L'Usem, c'est l'Union suisse des éleveurs de la race montbéliarde. Créée en 1995, elle est composée d'éleveurs passionnés. Elle compte aujourd'hui 85 membres francophones et 15 alémaniques. Les membres s'engagent à développer la race dans leurs troupeaux. Ainsi une majorité d'entre eux sont affiliés à Swissherdbook, un herdbook multi-races et la fédération d'élevage la plus grande du pays.

La race au XIXe siècle

«Une race remarquable par l'abondance du lait qu'elle produit est la race de Fribourg ou de Berne. Elle est colossale, taille quatre pieds dix pouces dans les deux sexes. Les mâles et les femelles ne diffèrent point par le volume du corps : ils pèsent mille à mille deux cents livres (environ 500 à 600 kilogrammes) [...]. La robe est bigarrée de noir, de blanc et de rouge, cette dernière nuance prédominant sur toutes les parties du corps, à l'exception de la tête qui est ordinairement blanche. Le corps est massif, l'origine de la queue fort élevée [...]. Les boeufs sont mous, les Suisses de la région de Berne font venir des boeufs du Charollais ou d'Auvergne pour cultiver leurs terres. Les vaches bernoises ont des mamelles d'où découlent des torrents de lait : 25 à 30 litres par jour.» Extrait de Les races étrangères, dans La Maison rustique au XXe siècle, 1837.

Éric et Valérie Gerber-Soguel sont suisses, éleveurs et associés à Vendlincourt, et évidemment passionnés de montbéliardes.
Éric et Valérie Gerber-Soguel sont suisses, éleveurs et associés à Vendlincourt, et évidemment passionnés de montbéliardes. - © Margot Fellmann

Rencontre avec Éric et Valérie Gerber-Soguel à Vendlincourt

À quelques encablures du Jura alsacien, Éric et Valérie Gerber-Soguel élèvent une soixantaine de vaches de races diverses.
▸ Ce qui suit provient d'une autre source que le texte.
//! Cost estimation, actual cost, and the context-window guard.

use crate::pricing::PricingOracle;
use schemalab_core::TokenUsage;
use serde::{Deserialize, Serialize};

/// How many cheaper alternatives to suggest when a prompt does not fit.
pub const MAX_SUGGESTED_ALTERNATIVES: usize = 3;

/// Cost at or above which callers should warn before spending.
pub const COST_WARNING_THRESHOLD: f64 = 1.0;

/// Pre-flight estimate for one generation.
#[derive(Debug, Clone, Default, PartialEq, Serialize, Deserialize)]
pub struct CostEstimate {
    /// Estimated input cost in USD.
    pub input_cost: f64,
    /// Estimated output cost in USD.
    pub estimated_output_cost: f64,
    /// Sum of both.
    pub total_estimated_cost: f64,
    /// Context window of the model, when it is known.
    pub max_context_tokens: Option<u64>,
    /// Whether the input does not fit the context window.
    pub exceeds_max_tokens: bool,
    /// Models that would fit, cheapest input first.
    pub suggested_alternatives: Vec<String>,
}

/// Cost computed from reported usage.
#[derive(Debug, Clone, Copy, PartialEq, Serialize, Deserialize)]
pub struct ActualCost {
    /// Input cost in USD.
    pub input_cost: f64,
    /// Output cost in USD.
    pub output_cost: f64,
    /// Sum of both.
    pub total_cost: f64,
}

/// Cost figures stored on a generation record.
#[derive(Debug, Clone, Default, PartialEq, Serialize, Deserialize)]
pub struct CostInfo {
    /// Estimated total cost.
    pub estimated_cost: f64,
    /// Cost from reported usage, once known.
    #[serde(skip_serializing_if = "Option::is_none")]
    pub actual_cost: Option<f64>,
    /// Estimated input cost.
    pub input_cost: f64,
    /// Output cost from reported usage, once known.
    #[serde(skip_serializing_if = "Option::is_none")]
    pub output_cost: Option<f64>,
    /// Whether the prompt exceeded the context window.
    pub exceeds_max_tokens: bool,
    /// Suggested model ids when it did.
    #[serde(default, skip_serializing_if = "Vec::is_empty")]
    pub suggested_alternatives: Vec<String>,
}

impl CostInfo {
    /// Record what was known before the call.
    #[must_use]
    pub fn from_estimate(estimate: &CostEstimate) -> Self {
        Self {
            estimated_cost: estimate.total_estimated_cost,
            actual_cost: None,
            input_cost: estimate.input_cost,
            output_cost: None,
            exceeds_max_tokens: estimate.exceeds_max_tokens,
            suggested_alternatives: estimate.suggested_alternatives.clone(),
        }
    }

    /// Add the actual cost, if any.
    #[must_use]
    pub fn with_actual(mut self, actual: Option<&ActualCost>) -> Self {
        self.actual_cost = actual.map(|a| a.total_cost);
        self.output_cost = actual.map(|a| a.output_cost);
        self
    }

    /// The best known cost: actual when reported, else the estimate.
    #[must_use]
    pub fn display_cost(&self) -> f64 {
        self.actual_cost.unwrap_or(self.estimated_cost)
    }
}

/// Estimate the cost of sending `input_tokens` and receiving `output_tokens`.
///
/// An unknown model yields a zero estimate that never exceeds.
#[must_use]
pub fn estimate_cost(
    oracle: &dyn PricingOracle,
    input_tokens: u64,
    output_tokens: u64,
    model_id: &str,
) -> CostEstimate {
    let Some(model) = oracle.lookup(model_id) else {
        tracing::debug!(target: "schemalab::models::cost", model = model_id, "unknown model, no estimate");
        return CostEstimate::default();
    };

    let input_cost = model.input_cost(input_tokens);
    let estimated_output_cost = model.output_cost(output_tokens);
    let exceeds_max_tokens = input_tokens > model.max_context_tokens;

    let suggested_alternatives = if exceeds_max_tokens {
        let mut fitting: Vec<_> = oracle
            .models()
            .into_iter()
            .filter(|m| m.max_context_tokens > input_tokens && m.id != model_id)
            .collect();
        fitting.sort_by(|a, b| a.input_cost_per_million.total_cmp(&b.input_cost_per_million));
        fitting
            .into_iter()
            .take(MAX_SUGGESTED_ALTERNATIVES)
            .map(|m| m.id)
            .collect()
    } else {
        Vec::new()
    };

    CostEstimate {
        input_cost,
        estimated_output_cost,
        total_estimated_cost: input_cost + estimated_output_cost,
        max_context_tokens: Some(model.max_context_tokens),
        exceeds_max_tokens,
        suggested_alternatives,
    }
}

/// Cost from reported usage. `None` for unknown models or when either count
/// is missing or zero.
#[must_use]
pub fn calculate_actual_cost(
    oracle: &dyn PricingOracle,
    usage: &TokenUsage,
    model_id: &str,
) -> Option<ActualCost> {
    let model = oracle.lookup(model_id)?;
    let input = usage.actual_input_tokens.filter(|&t| t > 0)?;
    let output = usage.output_tokens.filter(|&t| t > 0)?;

    let input_cost = model.input_cost(input);
    let output_cost = model.output_cost(output);
    Some(ActualCost {
        input_cost,
        output_cost,
        total_cost: input_cost + output_cost,
    })
}

/// Expected completion size. Structured output is short and bounded; free
/// text tends to track the input.
#[must_use]
pub fn estimate_output_tokens(input_tokens: u64, has_schema: bool) -> u64 {
    let input = input_tokens as f64;
    let estimate = if has_schema {
        (input * 0.3).clamp(50.0, 4000.0)
    } else {
        (input * 0.8).min(8000.0)
    };
    estimate.round() as u64
}

/// Format a USD amount for display.
///
/// ```rust
/// use schemalab_models::format_cost;
///
/// assert_eq!(format_cost(0.0004), "<$0.001");
/// assert_eq!(format_cost(0.01234), "$0.012");
/// ```
#[must_use]
pub fn format_cost(cost: f64) -> String {
    if cost < 0.001 {
        "<$0.001".to_string()
    } else {
        format!("${cost:.3}")
    }
}

/// Whether a cost is high enough to warn about.
#[must_use]
pub fn should_warn_about_cost(cost: f64) -> bool {
    cost >= COST_WARNING_THRESHOLD
}

#[cfg(test)]
mod tests {
    use super::*;
    use crate::pricing::{ModelCatalog, ModelInfo};
    use pretty_assertions::assert_eq;
    use rstest::rstest;

    fn small_catalog() -> ModelCatalog {
        ModelCatalog::new(vec![
            ModelInfo::new("tiny", 1.0, 2.0, 1000, 500),
            ModelInfo::new("big-expensive", 10.0, 20.0, 100_000, 4000),
            ModelInfo::new("big-cheap", 0.5, 1.0, 100_000, 4000),
            ModelInfo::new("mid", 2.0, 4.0, 2000, 1000),
            ModelInfo::new("also-small", 0.1, 0.2, 1200, 500),
        ])
    }

    #[test]
    fn test_unknown_model_is_free_and_fits() {
        let est = estimate_cost(&small_catalog(), 10_000_000, 100, "nope");
        assert_eq!(est, CostEstimate::default());
        assert!(!est.exceeds_max_tokens);
    }

    #[test]
    fn test_estimate_within_window() {
        let est = estimate_cost(&small_catalog(), 500, 100, "tiny");
        assert!((est.input_cost - 0.0005).abs() < 1e-12);
        assert!((est.estimated_output_cost - 0.0002).abs() < 1e-12);
        assert!((est.total_estimated_cost - 0.0007).abs() < 1e-12);
        assert!(!est.exceeds_max_tokens);
        assert!(est.suggested_alternatives.is_empty());
    }

    #[test]
    fn test_exceeding_suggests_cheapest_fitting() {
        let est = estimate_cost(&small_catalog(), 1500, 100, "tiny");
        assert!(est.exceeds_max_tokens);
        assert_eq!(est.max_context_tokens, Some(1000));
        assert_eq!(est.suggested_alternatives, vec!["big-cheap", "mid", "big-expensive"]);
    }

    #[test]
    fn test_boundary_is_not_exceeding() {
        let est = estimate_cost(&small_catalog(), 1000, 0, "tiny");
        assert!(!est.exceeds_max_tokens);
    }

    #[test]
    fn test_actual_cost_needs_both_counts() {
        let catalog = small_catalog();
        let mut usage = TokenUsage::estimated(100);
        assert_eq!(calculate_actual_cost(&catalog, &usage, "tiny"), None);

        usage.actual_input_tokens = Some(1_000_000);
        usage.output_tokens = Some(0);
        assert_eq!(calculate_actual_cost(&catalog, &usage, "tiny"), None);

        usage.output_tokens = Some(500_000);
        let cost = calculate_actual_cost(&catalog, &usage, "tiny").unwrap();
        assert!((cost.input_cost - 1.0).abs() < 1e-12);
        assert!((cost.output_cost - 1.0).abs() < 1e-12);
        assert!((cost.total_cost - 2.0).abs() < 1e-12);

        assert_eq!(calculate_actual_cost(&catalog, &usage, "nope"), None);
    }

    #[rstest]
    #[case(100, true, 50)]
    #[case(1000, true, 300)]
    #[case(100_000, true, 4000)]
    #[case(100, false, 80)]
    #[case(100_000, false, 8000)]
    #[case(0, false, 0)]
    fn test_estimate_output_tokens(#[case] input: u64, #[case] has_schema: bool, #[case] expected: u64) {
        assert_eq!(estimate_output_tokens(input, has_schema), expected);
    }

    #[rstest]
    #[case(0.0, "<$0.001")]
    #[case(0.000_999, "<$0.001")]
    #[case(0.001, "$0.001")]
    #[case(1.23456, "$1.235")]
    fn test_format_cost(#[case] cost: f64, #[case] expected: &str) {
        assert_eq!(format_cost(cost), expected);
    }

    #[test]
    fn test_warning_threshold() {
        assert!(!should_warn_about_cost(0.99));
        assert!(should_warn_about_cost(1.0));
    }

    #[test]
    fn test_cost_info_lifecycle() {
        let est = estimate_cost(&small_catalog(), 500, 100, "tiny");
        let info = CostInfo::from_estimate(&est);
        assert_eq!(info.actual_cost, None);
        assert_eq!(info.display_cost(), est.total_estimated_cost);

        let actual = ActualCost {
            input_cost: 0.1,
            output_cost: 0.2,
            total_cost: 0.3,
        };
        let info = info.with_actual(Some(&actual));
        assert_eq!(info.actual_cost, Some(0.3));
        assert_eq!(info.output_cost, Some(0.2));
        assert_eq!(info.display_cost(), 0.3);
    }
}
Mais ce qui les anime, c'est bien la montbéliarde et les bêtes de concours de l'exploitation. Le couple d'associés, avec l'aide de leur salariée à 70 %, Mylène, exploite ensemble leur ferme en polyculture-élevage. Les 55 vaches laitières, pour 94 animaux en tout, comptent principalement des montbéliardes, mais aussi des bêtes issues de croisements, «pour la paix des ménages», ironise l'éleveur. Le lait, livré à Mooh, est destiné à une production industrielle de lait UHT et autres yaourts. La production moyenne du cheptel est de 9.200 à 9.500 litres par an. Côté assolement, 75 hectares sont répartis entre herbe, maïs, céréales, colza et betteraves. Éric est un passionné de la race et des concours. L'ensemble des femelles du troupeau sont d'ailleurs génotypées. Il compte plusieurs championnes qui font sa fierté. Lors de la visite des éleveurs français sur son exploitation, en juin dernier, l'éleveur a présenté l'ensemble de ses montbéliardes, sous l'oeil expert de ses collègues. Les spectateurs ont été happés par le spectacle, les analyses précises et l'enthousiasme de l'éleveur. Il faut dire que la réputation d'Éric Gerber n'est plus à faire, il était aussi le juge expert lors du concours de Habsheim en 2021.